* Task input:

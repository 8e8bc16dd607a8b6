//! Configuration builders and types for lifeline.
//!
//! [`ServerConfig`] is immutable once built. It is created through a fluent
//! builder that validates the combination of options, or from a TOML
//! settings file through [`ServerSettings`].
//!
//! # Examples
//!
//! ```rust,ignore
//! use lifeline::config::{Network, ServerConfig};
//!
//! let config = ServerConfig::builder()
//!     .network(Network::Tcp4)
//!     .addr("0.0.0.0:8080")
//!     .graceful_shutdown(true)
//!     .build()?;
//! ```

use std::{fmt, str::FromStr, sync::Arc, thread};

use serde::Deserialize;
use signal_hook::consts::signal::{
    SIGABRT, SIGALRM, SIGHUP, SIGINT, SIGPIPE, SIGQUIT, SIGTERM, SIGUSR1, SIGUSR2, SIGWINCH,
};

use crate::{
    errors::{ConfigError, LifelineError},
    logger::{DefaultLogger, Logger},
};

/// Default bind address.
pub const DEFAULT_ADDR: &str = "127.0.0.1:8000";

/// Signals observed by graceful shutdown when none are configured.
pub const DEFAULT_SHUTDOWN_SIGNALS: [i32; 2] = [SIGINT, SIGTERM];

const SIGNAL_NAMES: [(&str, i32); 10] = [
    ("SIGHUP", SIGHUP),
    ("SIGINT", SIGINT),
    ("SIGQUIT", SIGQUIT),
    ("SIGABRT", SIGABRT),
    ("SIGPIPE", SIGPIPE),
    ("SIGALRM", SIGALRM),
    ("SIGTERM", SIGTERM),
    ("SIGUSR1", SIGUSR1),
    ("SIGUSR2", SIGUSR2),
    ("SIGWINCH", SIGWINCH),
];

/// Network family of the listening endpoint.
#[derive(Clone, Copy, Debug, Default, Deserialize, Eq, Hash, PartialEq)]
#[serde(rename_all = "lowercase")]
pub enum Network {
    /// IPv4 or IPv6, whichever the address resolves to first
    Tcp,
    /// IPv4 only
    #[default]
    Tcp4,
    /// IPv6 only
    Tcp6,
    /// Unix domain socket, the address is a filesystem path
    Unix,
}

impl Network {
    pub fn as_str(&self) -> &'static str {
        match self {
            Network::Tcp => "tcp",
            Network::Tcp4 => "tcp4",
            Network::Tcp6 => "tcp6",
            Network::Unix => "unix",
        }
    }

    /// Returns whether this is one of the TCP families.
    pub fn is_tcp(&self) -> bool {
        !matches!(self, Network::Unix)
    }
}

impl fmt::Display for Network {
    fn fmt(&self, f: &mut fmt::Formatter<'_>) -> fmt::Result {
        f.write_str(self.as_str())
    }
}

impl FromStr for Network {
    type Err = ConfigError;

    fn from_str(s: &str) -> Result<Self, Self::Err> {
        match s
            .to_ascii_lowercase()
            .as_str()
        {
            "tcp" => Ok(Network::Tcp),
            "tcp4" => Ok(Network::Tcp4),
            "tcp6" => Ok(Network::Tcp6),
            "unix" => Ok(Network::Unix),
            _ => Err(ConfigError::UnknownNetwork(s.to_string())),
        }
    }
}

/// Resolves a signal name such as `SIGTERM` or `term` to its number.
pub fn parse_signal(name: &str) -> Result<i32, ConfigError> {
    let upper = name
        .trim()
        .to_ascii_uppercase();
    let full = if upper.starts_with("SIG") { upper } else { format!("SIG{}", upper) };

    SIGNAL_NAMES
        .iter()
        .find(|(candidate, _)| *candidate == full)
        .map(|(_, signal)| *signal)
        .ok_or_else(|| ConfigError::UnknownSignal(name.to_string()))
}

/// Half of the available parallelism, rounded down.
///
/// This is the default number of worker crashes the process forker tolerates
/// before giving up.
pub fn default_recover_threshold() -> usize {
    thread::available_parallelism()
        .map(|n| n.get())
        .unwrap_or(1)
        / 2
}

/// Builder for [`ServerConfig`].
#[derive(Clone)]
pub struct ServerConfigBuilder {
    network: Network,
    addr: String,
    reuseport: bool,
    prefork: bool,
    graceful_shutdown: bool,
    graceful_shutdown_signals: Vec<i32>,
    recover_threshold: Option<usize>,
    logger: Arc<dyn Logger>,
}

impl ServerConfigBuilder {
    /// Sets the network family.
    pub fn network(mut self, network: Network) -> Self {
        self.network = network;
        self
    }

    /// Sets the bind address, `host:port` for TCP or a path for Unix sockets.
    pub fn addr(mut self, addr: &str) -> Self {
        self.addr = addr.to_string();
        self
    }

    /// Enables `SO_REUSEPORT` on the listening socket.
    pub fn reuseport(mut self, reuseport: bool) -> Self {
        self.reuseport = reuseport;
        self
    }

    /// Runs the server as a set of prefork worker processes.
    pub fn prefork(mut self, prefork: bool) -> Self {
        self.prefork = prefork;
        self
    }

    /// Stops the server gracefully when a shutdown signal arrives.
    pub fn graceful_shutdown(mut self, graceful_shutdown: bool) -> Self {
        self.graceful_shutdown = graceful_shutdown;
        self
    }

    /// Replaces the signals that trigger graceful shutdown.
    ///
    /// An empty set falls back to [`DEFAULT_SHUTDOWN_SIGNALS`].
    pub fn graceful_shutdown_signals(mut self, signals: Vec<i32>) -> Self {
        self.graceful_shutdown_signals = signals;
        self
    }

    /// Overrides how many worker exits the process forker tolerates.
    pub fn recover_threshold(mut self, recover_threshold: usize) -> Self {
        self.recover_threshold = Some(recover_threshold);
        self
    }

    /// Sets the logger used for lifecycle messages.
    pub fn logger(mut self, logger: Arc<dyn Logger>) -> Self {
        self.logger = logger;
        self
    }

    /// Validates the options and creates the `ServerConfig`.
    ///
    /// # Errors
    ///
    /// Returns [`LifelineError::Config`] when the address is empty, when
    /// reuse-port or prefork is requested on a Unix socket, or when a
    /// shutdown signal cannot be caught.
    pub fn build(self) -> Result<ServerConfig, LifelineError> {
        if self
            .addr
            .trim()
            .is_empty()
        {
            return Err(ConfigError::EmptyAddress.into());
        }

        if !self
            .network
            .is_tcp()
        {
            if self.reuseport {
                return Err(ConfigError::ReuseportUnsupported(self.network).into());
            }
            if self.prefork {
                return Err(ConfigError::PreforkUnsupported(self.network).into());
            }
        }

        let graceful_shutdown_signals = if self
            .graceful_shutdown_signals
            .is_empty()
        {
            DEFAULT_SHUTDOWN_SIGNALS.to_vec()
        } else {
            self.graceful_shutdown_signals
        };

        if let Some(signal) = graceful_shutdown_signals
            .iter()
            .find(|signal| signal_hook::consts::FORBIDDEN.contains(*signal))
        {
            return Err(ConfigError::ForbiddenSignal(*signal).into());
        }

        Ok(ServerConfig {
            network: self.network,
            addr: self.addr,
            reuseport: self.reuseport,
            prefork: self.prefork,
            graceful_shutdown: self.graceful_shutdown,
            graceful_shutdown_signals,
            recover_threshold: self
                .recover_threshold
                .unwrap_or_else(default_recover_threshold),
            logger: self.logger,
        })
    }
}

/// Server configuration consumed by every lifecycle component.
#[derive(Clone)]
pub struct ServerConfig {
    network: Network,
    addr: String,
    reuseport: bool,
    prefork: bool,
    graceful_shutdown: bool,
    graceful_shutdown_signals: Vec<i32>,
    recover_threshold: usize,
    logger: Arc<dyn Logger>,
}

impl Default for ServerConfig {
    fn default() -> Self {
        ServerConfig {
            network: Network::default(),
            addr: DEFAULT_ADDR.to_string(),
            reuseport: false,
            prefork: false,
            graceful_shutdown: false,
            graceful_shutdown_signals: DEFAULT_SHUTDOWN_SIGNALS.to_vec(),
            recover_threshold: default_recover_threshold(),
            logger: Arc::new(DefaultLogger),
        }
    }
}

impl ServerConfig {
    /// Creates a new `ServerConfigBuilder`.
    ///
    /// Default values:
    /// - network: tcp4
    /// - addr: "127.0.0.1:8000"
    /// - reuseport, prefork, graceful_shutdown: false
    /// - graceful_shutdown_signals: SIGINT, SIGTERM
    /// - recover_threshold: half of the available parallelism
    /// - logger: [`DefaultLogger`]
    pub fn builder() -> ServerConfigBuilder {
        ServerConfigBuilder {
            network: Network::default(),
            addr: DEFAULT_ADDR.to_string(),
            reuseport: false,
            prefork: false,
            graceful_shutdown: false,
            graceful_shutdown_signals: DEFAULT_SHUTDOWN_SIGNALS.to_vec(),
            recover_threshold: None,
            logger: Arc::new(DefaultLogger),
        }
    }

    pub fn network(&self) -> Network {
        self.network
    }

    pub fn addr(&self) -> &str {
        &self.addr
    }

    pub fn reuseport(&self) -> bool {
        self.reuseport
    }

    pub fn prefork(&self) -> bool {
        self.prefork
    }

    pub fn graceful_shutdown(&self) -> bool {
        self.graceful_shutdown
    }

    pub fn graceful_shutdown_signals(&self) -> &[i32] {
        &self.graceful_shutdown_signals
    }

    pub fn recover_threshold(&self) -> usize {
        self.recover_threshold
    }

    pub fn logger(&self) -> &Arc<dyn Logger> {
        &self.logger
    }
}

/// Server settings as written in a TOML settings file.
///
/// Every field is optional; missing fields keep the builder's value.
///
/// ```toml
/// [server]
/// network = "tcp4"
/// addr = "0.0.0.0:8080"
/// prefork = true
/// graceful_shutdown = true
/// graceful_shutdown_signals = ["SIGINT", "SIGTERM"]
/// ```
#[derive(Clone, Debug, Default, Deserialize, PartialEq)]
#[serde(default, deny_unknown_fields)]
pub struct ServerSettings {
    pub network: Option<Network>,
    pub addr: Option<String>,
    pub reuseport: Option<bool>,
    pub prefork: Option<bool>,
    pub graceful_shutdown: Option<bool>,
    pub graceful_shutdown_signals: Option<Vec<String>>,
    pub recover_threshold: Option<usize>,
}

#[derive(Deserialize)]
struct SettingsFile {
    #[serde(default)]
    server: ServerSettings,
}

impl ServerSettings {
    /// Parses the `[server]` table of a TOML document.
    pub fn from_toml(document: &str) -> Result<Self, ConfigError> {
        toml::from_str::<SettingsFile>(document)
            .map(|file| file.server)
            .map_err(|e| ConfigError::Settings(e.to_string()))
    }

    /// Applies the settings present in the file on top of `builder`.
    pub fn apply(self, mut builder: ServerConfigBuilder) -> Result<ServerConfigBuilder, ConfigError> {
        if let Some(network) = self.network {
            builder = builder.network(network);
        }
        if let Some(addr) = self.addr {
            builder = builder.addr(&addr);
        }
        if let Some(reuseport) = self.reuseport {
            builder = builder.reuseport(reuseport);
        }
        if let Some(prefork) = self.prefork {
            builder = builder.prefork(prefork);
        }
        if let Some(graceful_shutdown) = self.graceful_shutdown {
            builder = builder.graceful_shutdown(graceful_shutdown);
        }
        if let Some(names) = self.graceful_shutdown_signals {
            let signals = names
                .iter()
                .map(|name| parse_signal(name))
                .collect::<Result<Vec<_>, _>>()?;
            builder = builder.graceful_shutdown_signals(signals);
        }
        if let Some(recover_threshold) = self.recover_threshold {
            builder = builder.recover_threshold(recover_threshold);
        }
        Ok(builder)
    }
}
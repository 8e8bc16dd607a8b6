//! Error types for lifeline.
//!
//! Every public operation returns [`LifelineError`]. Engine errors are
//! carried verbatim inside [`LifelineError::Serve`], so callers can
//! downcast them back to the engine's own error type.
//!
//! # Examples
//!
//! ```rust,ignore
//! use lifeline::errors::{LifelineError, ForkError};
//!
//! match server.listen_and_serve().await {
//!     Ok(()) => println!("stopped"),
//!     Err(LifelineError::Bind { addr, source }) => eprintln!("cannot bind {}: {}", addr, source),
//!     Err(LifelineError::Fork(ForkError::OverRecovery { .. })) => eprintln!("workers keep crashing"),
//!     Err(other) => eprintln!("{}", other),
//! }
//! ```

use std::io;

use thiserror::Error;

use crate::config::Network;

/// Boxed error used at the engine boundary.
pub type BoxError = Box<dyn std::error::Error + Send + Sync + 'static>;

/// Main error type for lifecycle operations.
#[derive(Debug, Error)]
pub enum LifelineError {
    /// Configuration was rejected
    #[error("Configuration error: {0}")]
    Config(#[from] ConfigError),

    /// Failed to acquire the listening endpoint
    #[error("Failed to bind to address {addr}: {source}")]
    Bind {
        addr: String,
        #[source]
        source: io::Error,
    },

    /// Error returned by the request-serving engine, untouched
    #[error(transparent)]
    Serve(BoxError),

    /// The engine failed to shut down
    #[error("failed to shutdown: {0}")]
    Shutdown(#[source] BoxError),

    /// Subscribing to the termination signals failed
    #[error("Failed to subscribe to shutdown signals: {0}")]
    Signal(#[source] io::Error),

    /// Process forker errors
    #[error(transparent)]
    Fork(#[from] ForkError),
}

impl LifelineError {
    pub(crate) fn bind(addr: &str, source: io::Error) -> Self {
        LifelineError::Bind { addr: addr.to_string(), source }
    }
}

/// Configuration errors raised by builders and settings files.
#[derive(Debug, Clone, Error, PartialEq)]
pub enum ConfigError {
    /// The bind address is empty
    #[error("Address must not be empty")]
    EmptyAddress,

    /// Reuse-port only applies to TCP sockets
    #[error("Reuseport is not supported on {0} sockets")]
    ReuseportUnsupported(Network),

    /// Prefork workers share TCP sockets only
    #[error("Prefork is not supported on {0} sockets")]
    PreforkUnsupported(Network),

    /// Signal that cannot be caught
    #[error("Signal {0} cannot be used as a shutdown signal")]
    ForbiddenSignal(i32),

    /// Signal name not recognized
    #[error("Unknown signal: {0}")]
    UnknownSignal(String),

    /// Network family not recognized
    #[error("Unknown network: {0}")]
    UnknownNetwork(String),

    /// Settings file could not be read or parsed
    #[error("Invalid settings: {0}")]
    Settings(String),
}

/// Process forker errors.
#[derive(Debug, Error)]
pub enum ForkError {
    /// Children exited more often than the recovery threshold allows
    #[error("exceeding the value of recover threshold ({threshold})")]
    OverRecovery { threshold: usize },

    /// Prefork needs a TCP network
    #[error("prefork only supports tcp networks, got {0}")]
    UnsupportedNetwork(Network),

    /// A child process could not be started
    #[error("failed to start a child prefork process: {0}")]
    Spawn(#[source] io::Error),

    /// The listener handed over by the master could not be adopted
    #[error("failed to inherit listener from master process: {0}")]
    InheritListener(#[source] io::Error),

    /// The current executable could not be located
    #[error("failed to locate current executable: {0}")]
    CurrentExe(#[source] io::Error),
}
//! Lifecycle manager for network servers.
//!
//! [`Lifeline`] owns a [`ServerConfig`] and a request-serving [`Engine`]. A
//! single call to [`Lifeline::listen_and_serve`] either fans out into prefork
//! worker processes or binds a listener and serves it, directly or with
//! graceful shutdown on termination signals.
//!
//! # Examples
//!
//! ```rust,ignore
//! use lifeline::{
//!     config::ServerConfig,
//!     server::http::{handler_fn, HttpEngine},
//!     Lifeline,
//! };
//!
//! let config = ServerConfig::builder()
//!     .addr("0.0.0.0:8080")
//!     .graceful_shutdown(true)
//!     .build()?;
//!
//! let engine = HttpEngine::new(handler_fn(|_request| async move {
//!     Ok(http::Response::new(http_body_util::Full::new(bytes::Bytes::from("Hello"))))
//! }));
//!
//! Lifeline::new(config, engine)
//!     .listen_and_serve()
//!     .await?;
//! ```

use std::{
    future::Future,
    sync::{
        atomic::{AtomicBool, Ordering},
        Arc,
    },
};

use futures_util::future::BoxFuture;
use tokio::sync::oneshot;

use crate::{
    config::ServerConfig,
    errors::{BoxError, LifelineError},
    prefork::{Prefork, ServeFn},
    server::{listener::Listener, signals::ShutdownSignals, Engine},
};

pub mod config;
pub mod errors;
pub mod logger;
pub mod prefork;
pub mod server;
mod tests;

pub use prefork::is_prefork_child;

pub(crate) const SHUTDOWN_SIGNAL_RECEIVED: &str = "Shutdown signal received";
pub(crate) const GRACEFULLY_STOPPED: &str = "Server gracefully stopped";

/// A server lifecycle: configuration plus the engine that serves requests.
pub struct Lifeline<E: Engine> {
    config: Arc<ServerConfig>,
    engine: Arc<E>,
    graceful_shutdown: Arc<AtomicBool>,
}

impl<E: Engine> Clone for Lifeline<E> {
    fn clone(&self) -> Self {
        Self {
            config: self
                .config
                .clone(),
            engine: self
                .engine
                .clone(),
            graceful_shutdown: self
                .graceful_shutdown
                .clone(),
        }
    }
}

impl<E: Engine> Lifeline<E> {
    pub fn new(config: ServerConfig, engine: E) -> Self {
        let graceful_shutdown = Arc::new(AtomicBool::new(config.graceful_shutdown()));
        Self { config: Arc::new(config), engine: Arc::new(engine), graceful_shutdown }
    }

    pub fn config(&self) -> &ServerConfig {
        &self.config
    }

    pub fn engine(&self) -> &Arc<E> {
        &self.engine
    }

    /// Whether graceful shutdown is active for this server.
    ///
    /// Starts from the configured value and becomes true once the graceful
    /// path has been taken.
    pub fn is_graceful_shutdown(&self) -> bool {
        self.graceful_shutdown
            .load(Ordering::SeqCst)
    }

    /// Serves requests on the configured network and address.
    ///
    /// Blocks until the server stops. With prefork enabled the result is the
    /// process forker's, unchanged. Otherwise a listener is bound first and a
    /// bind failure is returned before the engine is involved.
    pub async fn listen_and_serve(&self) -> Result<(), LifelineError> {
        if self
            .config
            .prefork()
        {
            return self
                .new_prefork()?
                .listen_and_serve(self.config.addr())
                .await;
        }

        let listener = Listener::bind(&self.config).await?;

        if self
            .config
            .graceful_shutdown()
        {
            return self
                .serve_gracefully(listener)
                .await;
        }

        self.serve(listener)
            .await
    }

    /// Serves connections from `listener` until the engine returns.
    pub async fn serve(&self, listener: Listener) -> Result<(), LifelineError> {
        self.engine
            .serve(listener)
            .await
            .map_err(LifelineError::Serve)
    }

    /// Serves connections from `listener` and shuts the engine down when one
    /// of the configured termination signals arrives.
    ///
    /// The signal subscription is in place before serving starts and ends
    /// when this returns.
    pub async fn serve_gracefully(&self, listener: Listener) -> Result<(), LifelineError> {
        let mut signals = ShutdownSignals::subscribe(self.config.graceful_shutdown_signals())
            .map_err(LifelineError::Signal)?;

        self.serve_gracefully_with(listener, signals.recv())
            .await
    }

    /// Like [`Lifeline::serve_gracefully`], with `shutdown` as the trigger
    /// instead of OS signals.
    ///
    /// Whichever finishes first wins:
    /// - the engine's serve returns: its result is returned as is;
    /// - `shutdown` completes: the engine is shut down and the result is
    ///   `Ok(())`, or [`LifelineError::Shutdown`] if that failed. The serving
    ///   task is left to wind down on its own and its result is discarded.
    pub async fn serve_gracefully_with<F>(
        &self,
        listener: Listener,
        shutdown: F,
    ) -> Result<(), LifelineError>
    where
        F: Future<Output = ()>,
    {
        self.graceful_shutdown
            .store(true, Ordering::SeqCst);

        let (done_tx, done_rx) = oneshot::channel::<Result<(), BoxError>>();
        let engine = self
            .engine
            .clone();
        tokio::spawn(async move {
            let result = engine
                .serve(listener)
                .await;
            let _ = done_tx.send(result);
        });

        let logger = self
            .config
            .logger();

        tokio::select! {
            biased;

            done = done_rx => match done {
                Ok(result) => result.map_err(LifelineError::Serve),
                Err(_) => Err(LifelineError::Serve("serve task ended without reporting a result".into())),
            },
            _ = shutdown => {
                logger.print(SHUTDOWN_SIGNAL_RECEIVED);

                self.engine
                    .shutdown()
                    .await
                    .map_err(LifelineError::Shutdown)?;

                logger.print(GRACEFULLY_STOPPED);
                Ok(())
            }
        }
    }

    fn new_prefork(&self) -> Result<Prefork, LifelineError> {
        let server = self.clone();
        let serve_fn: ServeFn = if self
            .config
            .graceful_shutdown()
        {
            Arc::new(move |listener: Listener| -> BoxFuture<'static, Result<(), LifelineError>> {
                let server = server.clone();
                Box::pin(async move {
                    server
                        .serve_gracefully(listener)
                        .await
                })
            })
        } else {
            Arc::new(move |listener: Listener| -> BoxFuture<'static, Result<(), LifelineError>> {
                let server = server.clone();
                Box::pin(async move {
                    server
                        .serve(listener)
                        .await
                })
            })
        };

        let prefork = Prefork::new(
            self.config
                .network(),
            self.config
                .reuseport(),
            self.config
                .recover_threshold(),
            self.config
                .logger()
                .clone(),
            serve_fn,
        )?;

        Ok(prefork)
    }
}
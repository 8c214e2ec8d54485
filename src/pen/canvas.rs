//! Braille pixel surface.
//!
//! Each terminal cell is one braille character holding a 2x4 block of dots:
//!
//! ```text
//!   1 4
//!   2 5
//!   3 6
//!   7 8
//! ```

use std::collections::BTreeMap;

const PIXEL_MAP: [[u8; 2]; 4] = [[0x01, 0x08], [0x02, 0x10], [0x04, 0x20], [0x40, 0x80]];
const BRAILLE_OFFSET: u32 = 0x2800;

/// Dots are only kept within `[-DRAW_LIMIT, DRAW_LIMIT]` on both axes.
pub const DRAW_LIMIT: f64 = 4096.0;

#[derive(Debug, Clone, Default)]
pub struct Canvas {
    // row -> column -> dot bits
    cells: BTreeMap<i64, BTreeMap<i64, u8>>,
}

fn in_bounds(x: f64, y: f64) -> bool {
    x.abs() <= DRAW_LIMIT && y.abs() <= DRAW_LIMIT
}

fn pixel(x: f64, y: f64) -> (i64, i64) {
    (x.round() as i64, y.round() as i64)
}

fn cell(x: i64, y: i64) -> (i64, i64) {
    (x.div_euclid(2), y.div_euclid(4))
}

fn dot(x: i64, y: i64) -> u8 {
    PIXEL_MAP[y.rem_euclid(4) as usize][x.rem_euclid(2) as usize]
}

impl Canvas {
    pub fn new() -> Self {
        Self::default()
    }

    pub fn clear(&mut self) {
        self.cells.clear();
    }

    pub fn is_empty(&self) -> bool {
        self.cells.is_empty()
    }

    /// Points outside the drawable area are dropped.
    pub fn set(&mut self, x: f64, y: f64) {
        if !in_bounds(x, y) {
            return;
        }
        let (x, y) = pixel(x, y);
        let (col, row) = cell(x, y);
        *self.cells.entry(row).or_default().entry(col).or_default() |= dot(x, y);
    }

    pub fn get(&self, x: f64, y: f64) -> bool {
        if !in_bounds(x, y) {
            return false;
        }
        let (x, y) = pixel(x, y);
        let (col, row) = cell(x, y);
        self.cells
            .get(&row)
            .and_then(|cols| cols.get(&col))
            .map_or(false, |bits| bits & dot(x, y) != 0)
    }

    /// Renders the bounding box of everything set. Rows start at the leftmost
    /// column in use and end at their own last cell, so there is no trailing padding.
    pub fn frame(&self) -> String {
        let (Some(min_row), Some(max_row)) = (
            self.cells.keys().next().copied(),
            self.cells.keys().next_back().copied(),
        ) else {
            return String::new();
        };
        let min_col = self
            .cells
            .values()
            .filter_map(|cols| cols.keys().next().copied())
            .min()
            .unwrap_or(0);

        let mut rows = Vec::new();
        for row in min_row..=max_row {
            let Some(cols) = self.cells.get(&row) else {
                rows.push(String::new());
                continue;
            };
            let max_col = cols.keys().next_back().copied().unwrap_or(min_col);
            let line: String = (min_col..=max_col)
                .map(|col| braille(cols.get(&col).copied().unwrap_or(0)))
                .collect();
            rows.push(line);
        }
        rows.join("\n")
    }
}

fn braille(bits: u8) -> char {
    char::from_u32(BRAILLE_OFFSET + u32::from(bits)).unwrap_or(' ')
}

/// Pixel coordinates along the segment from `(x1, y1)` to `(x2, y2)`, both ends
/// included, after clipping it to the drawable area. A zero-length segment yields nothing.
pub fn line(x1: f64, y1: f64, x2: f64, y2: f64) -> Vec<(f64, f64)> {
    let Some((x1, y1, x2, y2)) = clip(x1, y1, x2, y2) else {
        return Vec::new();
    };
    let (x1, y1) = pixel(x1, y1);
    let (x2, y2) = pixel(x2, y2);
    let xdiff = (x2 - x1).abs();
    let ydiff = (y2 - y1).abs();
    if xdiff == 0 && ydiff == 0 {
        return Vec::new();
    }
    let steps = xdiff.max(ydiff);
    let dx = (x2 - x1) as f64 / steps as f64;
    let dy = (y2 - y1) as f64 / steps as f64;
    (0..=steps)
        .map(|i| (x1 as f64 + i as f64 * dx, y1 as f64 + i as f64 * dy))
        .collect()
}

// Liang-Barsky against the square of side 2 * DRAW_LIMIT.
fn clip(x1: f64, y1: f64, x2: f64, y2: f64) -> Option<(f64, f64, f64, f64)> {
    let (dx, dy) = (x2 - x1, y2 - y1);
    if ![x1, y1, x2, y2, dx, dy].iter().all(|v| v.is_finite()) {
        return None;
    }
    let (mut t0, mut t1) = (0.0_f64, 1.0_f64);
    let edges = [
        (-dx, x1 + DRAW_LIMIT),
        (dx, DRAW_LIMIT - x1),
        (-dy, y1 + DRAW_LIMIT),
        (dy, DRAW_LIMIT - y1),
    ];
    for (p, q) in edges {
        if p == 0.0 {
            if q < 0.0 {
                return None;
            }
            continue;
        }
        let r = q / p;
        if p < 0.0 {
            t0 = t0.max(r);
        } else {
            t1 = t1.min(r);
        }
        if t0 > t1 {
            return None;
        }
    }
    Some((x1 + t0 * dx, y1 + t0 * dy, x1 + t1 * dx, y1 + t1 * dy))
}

* Task goal:
Print the line containing "let r = q / p;" and every line after it to the end of the records above, exactly as written, and nothing else.

* Solution:
        let r = q / p;
        if p < 0.0 {
            t0 = t0.max(r);
        } else {
            t1 = t1.min(r);
        }
        if t0 > t1 {
            return None;
        }
    }
    Some((x1 + t0 * dx, y1 + t0 * dy, x1 + t1 * dx, y1 + t1 * dy))
}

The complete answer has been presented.